The amusing thing about the trade press, any journalists actually, is they are all looking for the next scoop. They want something new to say that no one else has said before so they can stand out from the crowd. Strangely, these new things usually turn out to be just slight variations on the things everyone else has said -- therefore propelling the reader and the industry further in the direction they were already going. Until all of the sudden, someone breaks away from the lemmings and sends the herd back from whence they came.
This is how we get a string of economy is improving stories, each with a unique spin, and then all of the sudden an economy is not improving story hits, sticks, and sends everyone back the other direction.
We are seeing this right now in the data and analytics field. For the last 5 years it has been all about Big Data. I challenge anyone in tech to get through a day, even at this late date, without someone saying something about how amazing Big Data is and how Big Data is going to change everything. Yes, it is nice to know that someone out there is collecting all of the data about everything (insert your favorite joke about a three letter agency here), and people are finding new and better ways to put that big data to work.
Mid last year however, the articles started appearing about Small Data, and how it was going to change everything. By this summer it will all be about Small Data. The articles are going to say that the inustry is going back to Small Data because not black is white, not up is down, not east is west, and not Big Data is Small Data. I propose that Small Data is not what came before Big Data. Small Data is some other color, some other axis, and some other point on the compass that we have not seen before. So to make it just a bit more natural, because in nature, small almost never comes after big, let's call this next new thing Just Right Data.
This is what I mean by Just Right Data:
- The Data I Care About: Clearly, getting just the right data is what Goldilocks was thinking about when she said "just right". Big data is awesome because it means that all of the data is being collected (instead of sampled, here is my post about sampling from 2012), making it possible for me to get all of the data I care about.
- Properly Adjusted: Each of the data points are not of equal value. The ones that mean more to my analysis should be amplified. In some cases the most recent data points are more valuable, in some cases clusters of data points are more valuable.
- Action Enabling: We cannot lose track of the reason we analyze data -- to make better decisions. We do not analyze data to create cool looking graphics. We analyze data to enable better decision making. Timing is the biggest part of this, but noise is also important. No use getting great analysis after it is too late to use it, or mixed in with so much other stuff that it is impossible to absorb.

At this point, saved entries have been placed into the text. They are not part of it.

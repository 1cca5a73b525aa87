// src/ingest/types.rs
use anyhow::Result;

/// One raw feed item as delivered by a search provider. Title is already
/// entity-decoded and tag-stripped; `published_at` is KST `%Y-%m-%d %H:%M`
/// when the feed carried a parsable date.
#[derive(Debug, Clone, Default, PartialEq, Eq)]
pub struct FeedItem {
    pub title: String,
    pub link: String,
    pub source: String,
    pub published_at: Option<String>,
}

#[async_trait::async_trait]
pub trait SearchProvider: Send + Sync {
    /// Fetch current items for one search keyword.
    async fn search(&self, keyword: &str) -> Result<Vec<FeedItem>>;
    fn name(&self) -> &'static str;
}
// src/summarize.rs
//! Three-bullet article summaries via the text-generation collaborator.

use crate::ai::GenClient;

/// Shown in the digest when no summary could be generated.
pub const FALLBACK_SUMMARY: &str = "- 요약을 생성할 수 없습니다.";

/// Body excerpt passed to the model.
const MAX_BODY_CHARS: usize = 3500;

fn build_prompt(body: &str) -> String {
    let excerpt: String = body.chars().take(MAX_BODY_CHARS).collect();
    format!(
        "아래 뉴스 기사를 읽고 중요한 내용을 딱 3문장으로 요약해줘.\n\
         조건:\n\
         1. 각 문장은 가독성 좋게 불렛포인트(-)로 시작할 것.\n\
         2. '핵심:', '배경:' 같은 말머리 단어는 절대 넣지 말고 내용만 작성할 것.\n\
         3. 한국어로 정중하게 작성할 것.\n\n\
         기사 내용:\n{excerpt}"
    )
}

/// `None` when the collaborator is unavailable or returns nothing.
pub async fn summarize_article(client: &dyn GenClient, body: &str) -> Option<String> {
    if body.trim().is_empty() {
        return None;
    }
    client.generate(&build_prompt(body)).await
}

#[cfg(test)]
mod tests {
    use super::*;

    #[test]
    fn prompt_truncates_on_char_boundary() {
        let body = "글".repeat(MAX_BODY_CHARS + 500);
        let prompt = build_prompt(&body);
        let excerpt = prompt.split("기사 내용:\n").nth(1).unwrap();
        assert_eq!(excerpt.chars().count(), MAX_BODY_CHARS);
        assert!(excerpt.chars().all(|c| c == '글'));
    }

    #[tokio::test]
    async fn empty_body_skips_the_collaborator() {
        let out = summarize_article(&crate::ai::DisabledClient, "   ").await;
        assert!(out.is_none());
    }
}
// tests/curation_scenarios.rs
//! Hand-picked scenarios exercising the curation chain through the public API.

use std::collections::HashSet;

use keyword_news_digest::article::Article;
use keyword_news_digest::config::DEFAULT_SIMILARITY_THRESHOLD;
use keyword_news_digest::dedup::{dedup_articles, StoreIndex};
use keyword_news_digest::normalize::comparison_key;
use keyword_news_digest::rank::rank_and_cap;
use keyword_news_digest::similarity::is_similar_title;
use keyword_news_digest::trust::TrustTable;

fn candidate(keyword: &str, title: &str, url: &str, keywords: &[String]) -> Article {
    Article::stub(keyword, title, url, &comparison_key(title, keywords))
}

#[test]
fn same_story_across_outlets_keeps_first() {
    let keywords = vec!["일학습병행".to_string()];
    let raw = vec![
        candidate("일학습병행", "정부, 일학습병행 확대", "https://a/1", &keywords),
        candidate("일학습병행", "정부 일학습병행 확대 방안 발표", "https://b/2", &keywords),
    ];

    // The pair matches on the token branch at the default threshold.
    assert!(is_similar_title(
        &raw[0].normalized_title,
        &raw[1].normalized_title,
        DEFAULT_SIMILARITY_THRESHOLD
    ));

    let out = dedup_articles(raw, &StoreIndex::default(), DEFAULT_SIMILARITY_THRESHOLD);
    assert_eq!(out.len(), 1);
    assert_eq!(out[0].url, "https://a/1");
}

#[test]
fn stored_url_rejects_whatever_the_title_says() {
    let keywords = vec!["직업훈련".to_string()];
    let raw = vec![candidate(
        "직업훈련",
        "완전히 새로운 제목",
        "https://a.example/x",
        &keywords,
    )];
    let index = StoreIndex {
        titles: Vec::new(),
        urls: HashSet::from(["https://a.example/x".to_string()]),
    };
    assert!(dedup_articles(raw, &index, DEFAULT_SIMILARITY_THRESHOLD).is_empty());
}

#[test]
fn wire_service_scores_top_trust() {
    let table = TrustTable::default_seed();
    let (score, source) = table.score("https://yna.co.kr/article/1", "연합뉴스 단독보도", "");
    assert_eq!(score, 100);
    assert_eq!(source, "연합뉴스");
}

#[test]
fn cap_keeps_top_two_by_trust() {
    let mut a = Article::stub("K", "기사 60", "https://a/1", "기사 60");
    a.trust_score = 60;
    let mut b = Article::stub("K", "기사 90", "https://a/2", "기사 90");
    b.trust_score = 90;
    let mut c = Article::stub("K", "기사 75", "https://a/3", "기사 75");
    c.trust_score = 75;

    let out = rank_and_cap(vec![a, b, c], 2);
    let scores: HashSet<i32> = out.iter().map(|x| x.trust_score).collect();
    assert_eq!(scores, HashSet::from([90, 75]));
}

#[test]
fn dedup_output_never_shares_urls_with_store_or_itself() {
    let keywords = vec!["직업훈련".to_string()];
    let raw = vec![
        candidate("직업훈련", "반도체 수출 급증", "https://a/1", &keywords),
        candidate("직업훈련", "프로야구 개막전 매진", "https://a/1", &keywords),
        candidate("직업훈련", "국회 예산안 처리", "https://b/2", &keywords),
        candidate("직업훈련", "태풍 북상 소식", "https://c/3", &keywords),
    ];
    let index = StoreIndex {
        titles: Vec::new(),
        urls: HashSet::from(["https://c/3".to_string()]),
    };

    let out = dedup_articles(raw, &index, DEFAULT_SIMILARITY_THRESHOLD);
    let mut seen = HashSet::new();
    for article in &out {
        assert!(seen.insert(article.url.clone()));
        assert!(!index.urls.contains(&article.url));
    }
    assert_eq!(out.len(), 2);
}
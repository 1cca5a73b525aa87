// src/extract.rs
//! Best-effort article body extraction. Paywalled, unreachable, or
//! too-short pages all come back as `None`; nothing here is an error the
//! pipeline has to handle.

use anyhow::{Context, Result};
use async_trait::async_trait;

use crate::resolve::resolve_article_url;

/// Minimum extracted length to count as a usable body.
const MIN_BODY_CHARS: usize = 100;

const USER_AGENT: &str =
    "Mozilla/5.0 (Windows NT 10.0; Win64; x64) AppleWebKit/537.36 (KHTML, like Gecko) Chrome/120.0.0.0 Safari/537.36";

#[async_trait]
pub trait BodyExtractor: Send + Sync {
    async fn fetch_body(&self, url: &str) -> Option<String>;
}

/// Fetches the page over HTTP and reduces the HTML to plain text.
pub struct HttpExtractor {
    client: reqwest::Client,
}

impl HttpExtractor {
    pub fn new() -> Result<Self> {
        let client = reqwest::Client::builder()
            .user_agent(USER_AGENT)
            .timeout(std::time::Duration::from_secs(10))
            .build()
            .context("building body extractor http client")?;
        Ok(Self { client })
    }
}

#[async_trait]
impl BodyExtractor for HttpExtractor {
    async fn fetch_body(&self, url: &str) -> Option<String> {
        if url.is_empty() {
            return None;
        }
        // Feed links are interstitials; fetch the publisher page instead.
        let target = resolve_article_url(&self.client, url).await;
        let resp = match self.client.get(&target).send().await {
            Ok(r) => r,
            Err(e) => {
                tracing::warn!(url = %target, error = ?e, "body fetch failed");
                return None;
            }
        };
        if !resp.status().is_success() {
            tracing::debug!(url = %target, status = %resp.status(), "body fetch non-success");
            return None;
        }
        let html = resp.text().await.ok()?;
        let text = html2text::from_read(html.as_bytes(), 100);
        let text = text.trim();
        if text.chars().count() < MIN_BODY_CHARS {
            return None;
        }
        Some(text.to_string())
    }
}
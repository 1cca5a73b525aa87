// src/similarity.rs
//! Decides whether two normalized titles cover the same story.
//!
//! Two independent tests, OR-combined:
//! - character ratio over the longest common matching blocks, with internal
//!   whitespace removed, against the configurable threshold. Catches
//!   near-identical phrasing and reordered blocks.
//! - token overlap (`|∩| / min(|A|,|B|)` over whitespace tokens) against a
//!   fixed 0.6 cutoff. Catches rephrased headlines where the character
//!   ratio is low.

use std::collections::HashSet;

/// Fixed token-overlap cutoff; deliberately independent of the configurable
/// character-ratio threshold.
pub const TOKEN_OVERLAP_CUTOFF: f64 = 0.6;

/// Sequence similarity as `2M / T`: `M` is the number of characters covered
/// by the longest common matching blocks, `T` the total length of both
/// inputs. Two empty strings rate 1.0.
pub fn sequence_ratio(a: &str, b: &str) -> f64 {
    let a: Vec<char> = a.chars().collect();
    let b: Vec<char> = b.chars().collect();
    let total = a.len() + b.len();
    if total == 0 {
        return 1.0;
    }
    2.0 * matched_chars(&a, &b) as f64 / total as f64
}

/// Longest common block first (earliest position on ties), then recurse
/// into the unmatched pieces on each side of it.
fn matched_chars(a: &[char], b: &[char]) -> usize {
    if a.is_empty() || b.is_empty() {
        return 0;
    }

    let mut best_len = 0;
    let mut best_a = 0;
    let mut best_b = 0;
    let mut prev = vec![0usize; b.len() + 1];
    let mut cur = vec![0usize; b.len() + 1];
    for i in 0..a.len() {
        for j in 0..b.len() {
            cur[j + 1] = if a[i] == b[j] { prev[j] + 1 } else { 0 };
            if cur[j + 1] > best_len {
                best_len = cur[j + 1];
                best_a = i + 1 - best_len;
                best_b = j + 1 - best_len;
            }
        }
        std::mem::swap(&mut prev, &mut cur);
    }
    if best_len == 0 {
        return 0;
    }

    best_len
        + matched_chars(&a[..best_a], &b[..best_b])
        + matched_chars(&a[best_a + best_len..], &b[best_b + best_len..])
}

/// True when `a` and `b` (already-normalized comparison keys) denote the
/// same story. Empty input on either side never matches.
pub fn is_similar_title(a: &str, b: &str, threshold: f64) -> bool {
    if a.is_empty() || b.is_empty() {
        return false;
    }

    let a_compact: String = a.split_whitespace().collect();
    let b_compact: String = b.split_whitespace().collect();
    if sequence_ratio(&a_compact, &b_compact) >= threshold {
        return true;
    }

    let words_a: HashSet<&str> = a.split_whitespace().collect();
    let words_b: HashSet<&str> = b.split_whitespace().collect();
    if words_a.is_empty() || words_b.is_empty() {
        return false;
    }

    let overlap = words_a.intersection(&words_b).count() as f64;
    let smaller = words_a.len().min(words_b.len()) as f64;
    overlap / smaller >= TOKEN_OVERLAP_CUTOFF
}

To Illustrate, here is an example from the channel marketing industry:
Let's say we have 100,000 channel partners enrolled in our channel partner program. We have their profiles, their certifications, their competencies and a bunch of other pre-big data stuff. We add in the amount of sales they generated for us last year, another pre-big data element. Now we add in the big data stuff: every lead we have ever sent to every parter, the outcome of every lead, who from our company has worked with them, everything we know about each employee that works for each of the partners and their history, how much revenue was generated from each sale of each partner, each customer from each sale, and when each of these events happened. Big data is indeed named accurately.
Now in comes a new lead and my Just Right Data experience begins. At the start I get just the data I want to analyze (just the 5 partners that are in the right location, and that have achieved sufficient status for example) which is pretty much a pre-big data thing. And I get all of the big data stuff that is relevant to the those partners. This is the data I care about.
Now I rank the partners by their relative status to the others, or the status of other leads already delivered, or the fine points of capabilities or personnel ratings. This is the data adjusted.
Now the lead hand off to the selected partner (hopefully algorithmically selected, but manually works too) happens and it must happen before the lead expires. As we know from being customer focused and customers ourselves, leads are perishable and must be acted upon in a timely manner. This is action enabling.
Thanks for staying awake to the end, (unlike Goldilocks). And thanks to the Big Data people who have set the stage for us to do Data Just Right.